An alternative that has been thought of: why don’t we add an extra tag to the html code of our blog which specify the avatar we want to use? The advantage is that we have complete control over our avatar, replacing it can be as simple as ftp-ing a new image and we could even script it so we could show a "look-me-as-santa-cliche-avatar" behind the dynamic code.
Currently we specify the favicon.ico of a website (which I haven’t even created yet for this new site) as:
1: <link rel="shortcut icon" href="http://example.com/favicon.ico" type="image/vnd.microsoft.icon">
2: <link rel="icon" href="http://example.com/favicon.ico" type="image/vnd.microsoft.icon">
(Where the second line is only needed if you want an advanced icon e.g. an animated one). This is the basis for the so called "favatar" (just google on it or see below).
So what keeps us from adding an extra line in the header? E.g.:
1: <link rel="avatar" href="http://edward.de.leau.net/images/avatar.gif" />
Ofcourse the Internet is a chain of like-minded people. Here is a list of common used avatar tactics / standards / usages. If you have a weblog or website you might add some of the code below to confirm to these standards:
pavatar http://pavatar.com/ 1 : include the tag pavatar instead. A Pavatar must be a 80×80 px in either PNG, JPG or GIF format. Here is also the neat idea of including it in the header and… there is discussion on changing the tag to avatar instead: http://pavatar.com/forum/forum_entry.php?id=13 . I now included this tag in my HTML header and I added it to my header via a new tag in the .htaccess file like so:
1: Header add X-Pavatar: http://edward.de.leau.net/avatar/edwarddeleau.png
open-id avatar I have added an avatar to my open-id page and added the 2 openid header tags to the HTML for this site, that may be handy. I would have to investigate on how to retrieve the open-id avatar from a website, but undoubtly there are already plugins written for this. There is a wide discussion on the usage on it found on the web. After adding the 2 HTML tags:
1: <link rel="openid.server" href="https://www.myopenid.com/server" />
2: <link rel="openid.delegate" href="http://edelwater.myopenid.com/" />
I can sign in anywhere by using just the url of this website, I had seen this before during the past months, but it’s good to finally have implemented it.
favatar The favatar 2 uses the favicon of a site as gravatar. There are a lot of pluging for it around. So… let me create a favicon anyway… hold on… there! Now we have a nice animated icon (thanks to htmlkit 6).
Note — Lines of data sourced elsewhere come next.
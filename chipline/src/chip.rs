//! Chips and the contact address / avatar derivation that decorates them.

/// Domain suffix appended to every derived contact address.
const ADDRESS_DOMAIN: &str = "abc.com";

/// Avatar image size requested from the identicon service, in pixels.
const AVATAR_SIZE: u16 = 20;

/// Opaque identifier for a chip, unique within one session.
///
/// Minted from a monotonically increasing counter owned by the widget state,
/// so ids stay distinct even when a label is removed and re-selected.
#[derive(Debug, Clone, Copy, PartialEq, Eq, Hash)]
pub struct ChipId(pub(crate) u64);

/// A confirmed selection: one candidate turned into a removable token.
#[derive(Debug, Clone, PartialEq, Eq)]
pub struct Chip {
    pub id: ChipId,
    pub label: String,
    /// Contact address derived from the label at creation time.
    pub address: String,
}

impl Chip {
    pub(crate) fn new(id: ChipId, label: impl Into<String>) -> Self {
        let label = label.into();
        let address = derive_address(&label);
        Self { id, label, address }
    }

    /// MD5 digest of the contact address, the key the avatar service uses.
    pub fn avatar_digest(&self) -> [u8; 16] {
        md5::compute(self.address.as_bytes()).0
    }

    /// Identicon URL for this chip.
    ///
    /// Fetching (and any failure to fetch) is the rendering layer's problem;
    /// nothing about the image affects chip state.
    pub fn avatar_url(&self) -> String {
        format!(
            "https://www.gravatar.com/avatar/{:x}?d=identicon&s={}",
            md5::compute(self.address.as_bytes()),
            AVATAR_SIZE
        )
    }
}

/// Derive a contact address from a display label.
///
/// Lower-cases the label and joins its whitespace-separated words with `.`,
/// then appends the fixed domain. Pure and total: every label maps to exactly
/// one address. Distinct labels are not guaranteed distinct addresses
/// ("John Doe" and "john doe" collide); deduplication is deliberately not
/// enforced here.
pub fn derive_address(label: &str) -> String {
    let stem = label
        .split_whitespace()
        .map(str::to_lowercase)
        .collect::<Vec<_>>()
        .join(".");
    format!("{stem}@{ADDRESS_DOMAIN}")
}

#[cfg(test)]
mod tests {
    use super::*;

    #[test]
    fn address_lowercases_and_joins_words() {
        assert_eq!(derive_address("Nick Giannopoulos"), "nick.giannopoulos@abc.com");
        assert_eq!(derive_address("Alice"), "alice@abc.com");
    }

    #[test]
    fn address_collapses_whitespace_runs() {
        assert_eq!(derive_address("John   Doe"), "john.doe@abc.com");
        assert_eq!(derive_address("  Jane Doe  "), "jane.doe@abc.com");
    }

    #[test]
    fn address_is_deterministic() {
        assert_eq!(derive_address("Bob"), derive_address("Bob"));
    }

    #[test]
    fn avatar_url_keys_on_address_digest() {
        let chip = Chip::new(ChipId(1), "Alice");
        let url = chip.avatar_url();
        assert!(url.starts_with("https://www.gravatar.com/avatar/"));
        assert!(url.ends_with("?d=identicon&s=20"));
        // Digest of the derived address, lowercase hex, 32 chars.
        let digest = url
            .trim_start_matches("https://www.gravatar.com/avatar/")
            .split('?')
            .next()
            .unwrap();
        assert_eq!(digest.len(), 32);
        assert_eq!(digest, format!("{:x}", md5::compute("alice@abc.com")));
    }

    #[test]
    fn avatar_digest_matches_url_key() {
        let chip = Chip::new(ChipId(2), "Jane Doe");
        let hex: String = chip
            .avatar_digest()
            .iter()
            .map(|b| format!("{b:02x}"))
            .collect();
        assert!(chip.avatar_url().contains(&hex));
    }
}
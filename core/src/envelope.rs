// SPDX-FileCopyrightText: Copyright (c) 2025 NVIDIA CORPORATION & AFFILIATES. All rights reserved.
// SPDX-License-Identifier: Apache-2.0
//
// Licensed under the Apache License, Version 2.0 (the "License");
// you may not use this file except in compliance with the License.
// You may obtain a copy of the License at
//
// http://www.apache.org/licenses/LICENSE-2.0
//
// Unless required by applicable law or agreed to in writing, software
// distributed under the License is distributed on an "AS IS" BASIS,
// WITHOUT WARRANTIES OR CONDITIONS OF ANY KIND, either express or implied.
// See the License for the specific language governing permissions and
// limitations under the License.

//! `{"State": ..., "Message": [...]}` output document.

use crate::Error;
use serde::Serialize;
use serde_json::Value as JsonValue;

/// Generic success sentence for commands without data output.
pub const SUCCESS_MESSAGE: &str = "Success: successfully completed request";

/// Outcome of the invocation.
#[derive(Debug, Clone, Copy, PartialEq, Eq, Serialize)]
pub enum State {
    Success,
    Failure,
}

/// Document printed once per invocation.
#[derive(Debug, Clone, PartialEq, Serialize)]
pub struct Envelope {
    #[serde(rename = "State")]
    pub state: State,
    #[serde(rename = "Message")]
    pub message: Vec<JsonValue>,
}

impl Envelope {
    /// Success carrying command output as the only message.
    #[must_use]
    pub fn success(data: JsonValue) -> Self {
        Self {
            state: State::Success,
            message: vec![data],
        }
    }

    /// Success carrying a sentence.
    #[must_use]
    pub fn success_message(text: impl Into<String>) -> Self {
        Self::success(JsonValue::String(text.into()))
    }

    /// Failure with one line per message.
    #[must_use]
    pub fn failure(messages: Vec<String>) -> Self {
        Self {
            state: State::Failure,
            message: messages.into_iter().map(JsonValue::String).collect(),
        }
    }

    /// Pretty-printed JSON text.
    #[must_use]
    pub fn to_json_pretty(&self) -> String {
        // Serializing plain strings and JSON values cannot fail.
        serde_json::to_string_pretty(self).unwrap_or_else(|_| {
            String::from(r#"{"State": "Failure", "Message": ["Failure: internal error"]}"#)
        })
    }
}

impl From<&Error> for Envelope {
    fn from(err: &Error) -> Self {
        Self::failure(err.messages())
    }
}
// SPDX-FileCopyrightText: Copyright (c) 2025 NVIDIA CORPORATION & AFFILIATES. All rights reserved.
// SPDX-License-Identifier: Apache-2.0
//
// Licensed under the Apache License, Version 2.0 (the "License");
// you may not use this file except in compliance with the License.
// You may obtain a copy of the License at
//
// http://www.apache.org/licenses/LICENSE-2.0
//
// Unless required by applicable law or agreed to in writing, software
// distributed under the License is distributed on an "AS IS" BASIS,
// WITHOUT WARRANTIES OR CONDITIONS OF ANY KIND, either express or implied.
// See the License for the specific language governing permissions and
// limitations under the License.

//! Connection context of one invocation.
//!
//! A [`RedfishServer`] starts as a bootstrap context (base URL and
//! credentials only) and becomes final once discovery has learned the
//! system id and the OEM vendor name. The final context is never mutated.

use crate::BmcCredentials;
use url::ParseError;
use url::Url;

/// Connection context: where the BMC is, how to authenticate and what
/// discovery learned about it.
#[derive(Debug, Clone)]
pub struct RedfishServer {
    base_url: Url,
    credentials: BmcCredentials,
    system_id: String,
    oem_name: String,
    quiet: bool,
}

impl RedfishServer {
    /// Context used for the discovery requests. System id and OEM name
    /// are empty until [`RedfishServer::discovered`] is called.
    #[must_use]
    pub const fn bootstrap(base_url: Url, credentials: BmcCredentials, quiet: bool) -> Self {
        Self {
            base_url,
            credentials,
            system_id: String::new(),
            oem_name: String::new(),
            quiet,
        }
    }

    /// Final context with discovered system id and OEM vendor name.
    #[must_use]
    pub fn discovered(self, system_id: String, oem_name: String) -> Self {
        Self {
            system_id,
            oem_name,
            ..self
        }
    }

    /// Build `https://host:port`. IPv6 literals are bracketed and the
    /// default HTTPS port is omitted.
    ///
    /// # Errors
    ///
    /// Returns an error if host is not a valid URL host.
    pub fn base_url_for(host: &str, port: u16) -> Result<Url, ParseError> {
        let host = host.trim();
        let host = if host.contains(':') && !host.starts_with('[') {
            format!("[{host}]")
        } else {
            host.to_string()
        };
        Url::parse(&format!("https://{host}:{port}"))
    }

    /// Base URL of the BMC (scheme, host and port).
    #[must_use]
    pub const fn base_url(&self) -> &Url {
        &self.base_url
    }

    /// Credentials for Basic authentication.
    #[must_use]
    pub const fn credentials(&self) -> &BmcCredentials {
        &self.credentials
    }

    /// Discovered system id (empty before discovery).
    #[must_use]
    pub fn system_id(&self) -> &str {
        &self.system_id
    }

    /// Discovered OEM vendor name (empty before discovery).
    #[must_use]
    pub fn oem_name(&self) -> &str {
        &self.oem_name
    }

    /// Suppress progress output.
    #[must_use]
    pub const fn quiet(&self) -> bool {
        self.quiet
    }
}
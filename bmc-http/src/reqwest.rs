// SPDX-FileCopyrightText: Copyright (c) 2025 NVIDIA CORPORATION & AFFILIATES. All rights reserved.
// SPDX-License-Identifier: Apache-2.0
//
// Licensed under the Apache License, Version 2.0 (the "License");
// you may not use this file except in compliance with the License.
// You may obtain a copy of the License at
//
// http://www.apache.org/licenses/LICENSE-2.0
//
// Unless required by applicable law or agreed to in writing, software
// distributed under the License is distributed on an "AS IS" BASIS,
// WITHOUT WARRANTIES OR CONDITIONS OF ANY KIND, either express or implied.
// See the License for the specific language governing permissions and
// limitations under the License.

use crate::HttpClient;
use crate::RawResponse;
use crate::Request;
use http::header;
use std::sync::OnceLock;
use std::time::Duration;
use utool_core::ODataETag;

#[derive(Debug)]
pub enum BmcError {
    ReqwestError(reqwest::Error),
}

impl From<reqwest::Error> for BmcError {
    fn from(value: reqwest::Error) -> Self {
        Self::ReqwestError(value)
    }
}

#[allow(clippy::absolute_paths)]
impl std::fmt::Display for BmcError {
    fn fmt(&self, f: &mut std::fmt::Formatter<'_>) -> std::fmt::Result {
        match self {
            Self::ReqwestError(e) if e.is_timeout() => write!(f, "request timed out: {e}"),
            Self::ReqwestError(e) if e.is_connect() => write!(f, "connection failed: {e}"),
            Self::ReqwestError(e) => write!(f, "HTTP client error: {e}"),
        }
    }
}

#[allow(clippy::absolute_paths)]
impl std::error::Error for BmcError {
    fn source(&self) -> Option<&(dyn std::error::Error + 'static)> {
        match self {
            Self::ReqwestError(e) => Some(e),
        }
    }
}

/// Configuration parameters for the reqwest HTTP client.
///
/// # Examples
///
/// ```rust
/// use utool_bmc_http::reqwest::ClientParams;
/// use std::time::Duration;
///
/// let params = ClientParams::new()
///     .timeout(Duration::from_secs(30))
///     .connect_timeout(Duration::from_secs(10))
///     .user_agent("utool/0.1")
///     .accept_invalid_certs(true);
/// ```
#[derive(Debug, Clone)]
pub struct ClientParams {
    /// HTTP request timeout
    pub timeout: Option<Duration>,
    /// TCP connection timeout
    pub connect_timeout: Option<Duration>,
    /// User-Agent header value
    pub user_agent: Option<String>,
    /// Whether to accept invalid TLS certificates
    pub accept_invalid_certs: bool,
    /// Maximum number of HTTP redirects to follow
    pub max_redirects: Option<usize>,
}

impl Default for ClientParams {
    fn default() -> Self {
        Self {
            timeout: Some(Duration::from_secs(30)),
            connect_timeout: Some(Duration::from_secs(10)),
            user_agent: Some(format!("utool/{}", env!("CARGO_PKG_VERSION"))),
            // BMCs ship self-signed certificates.
            accept_invalid_certs: true,
            max_redirects: Some(10),
        }
    }
}

impl ClientParams {
    #[must_use]
    pub fn new() -> Self {
        Self::default()
    }

    #[must_use]
    pub const fn timeout(mut self, timeout: Duration) -> Self {
        self.timeout = Some(timeout);
        self
    }

    #[must_use]
    pub const fn connect_timeout(mut self, timeout: Duration) -> Self {
        self.connect_timeout = Some(timeout);
        self
    }

    #[must_use]
    pub fn user_agent<S: Into<String>>(mut self, user_agent: S) -> Self {
        self.user_agent = Some(user_agent.into());
        self
    }

    #[must_use]
    pub const fn accept_invalid_certs(mut self, accept: bool) -> Self {
        self.accept_invalid_certs = accept;
        self
    }

    #[must_use]
    pub const fn max_redirects(mut self, max: usize) -> Self {
        self.max_redirects = Some(max);
        self
    }
}

/// [`HttpClient`] implementation using reqwest.
///
/// # Examples
///
/// ```rust,no_run
/// use utool_bmc_http::reqwest::Client;
/// use utool_bmc_http::reqwest::ClientParams;
/// use std::time::Duration;
///
/// # fn example() -> Result<(), Box<dyn std::error::Error>> {
/// // Create with default settings
/// let client = Client::new()?;
///
/// // Or with custom parameters
/// let params = ClientParams::new().timeout(Duration::from_secs(60));
/// let client = Client::with_params(params)?;
/// # Ok(())
/// # }
/// ```
#[derive(Clone)]
pub struct Client {
    client: reqwest::Client,
}

static SHARED: OnceLock<Client> = OnceLock::new();

#[allow(clippy::missing_errors_doc)]
#[allow(clippy::absolute_paths)]
impl Client {
    pub fn new() -> Result<Self, reqwest::Error> {
        Self::with_params(ClientParams::default())
    }

    pub fn with_params(params: ClientParams) -> Result<Self, reqwest::Error> {
        let mut builder = reqwest::Client::builder().use_rustls_tls();

        if let Some(timeout) = params.timeout {
            builder = builder.timeout(timeout);
        }

        if let Some(connect_timeout) = params.connect_timeout {
            builder = builder.connect_timeout(connect_timeout);
        }

        if let Some(user_agent) = params.user_agent {
            builder = builder.user_agent(user_agent);
        }

        if params.accept_invalid_certs {
            builder = builder.danger_accept_invalid_certs(true);
        }

        if let Some(max_redirects) = params.max_redirects {
            builder = builder.redirect(reqwest::redirect::Policy::limited(max_redirects));
        }

        Ok(Self {
            client: builder.build()?,
        })
    }

    #[must_use]
    pub const fn with_client(client: reqwest::Client) -> Self {
        Self { client }
    }

    /// Process-wide client, built once with `params` on first use.
    /// Later calls return the same client and ignore `params`.
    pub fn shared(params: ClientParams) -> Result<Self, reqwest::Error> {
        if let Some(client) = SHARED.get() {
            return Ok(client.clone());
        }
        let client = Self::with_params(params)?;
        Ok(SHARED.get_or_init(|| client).clone())
    }
}

impl HttpClient for Client {
    type Error = BmcError;

    async fn execute(&self, request: Request<'_>) -> Result<RawResponse, Self::Error> {
        let mut builder = self
            .client
            .request(request.method, request.url)
            .basic_auth(
                &request.credentials.username,
                Some(request.credentials.password()),
            )
            .headers(request.headers);

        if let Some(body) = request.body {
            builder = builder.json(body);
        }

        if let Some(timeout) = request.timeout {
            builder = builder.timeout(timeout);
        }

        let response = builder.send().await?;
        let status = response.status();
        let (etag, content_type) = {
            let header_str = |name: header::HeaderName| {
                response
                    .headers()
                    .get(name)
                    .and_then(|v| v.to_str().ok())
                    .map(str::to_string)
            };
            (
                header_str(header::ETAG).map(ODataETag::from),
                header_str(header::CONTENT_TYPE),
            )
        };
        let content_length = response.content_length();
        // BMCs send useful error descriptions as JSON, read the body whatever the status.
        let body = response.bytes().await?.to_vec();

        Ok(RawResponse {
            status,
            etag,
            content_type,
            content_length,
            body,
        })
    }
}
mybloglog avatar The mybloglog community (which delivers the sidebar goodie you see on many blogs) let’s end-users join communities around a weblog. So yes, you can sign up for my mybloglog community via the widget I’m going to add in a minute…. the avatar used can be requested via webservice and therefore used in the comments on the blog pages, which isn’t a bad idea, but, ofcourse, users need to be signed up with mybloglog to be seen. Since MyBlogLog is now part of Yahoo! In principle all requesters for a the icon could get it from any Yahoo Service since when you change your avatar it let’s you choose to change it for all Yahoo services you are signed up with.
blogcatalog avatar Via the username the avatar of a person can be retrieved via the blogcatalog API , since this also becoming more and more mainstream, with the widget popping up in many sidebars including this blog’s this is also a welcome resource for finding the correct avatar.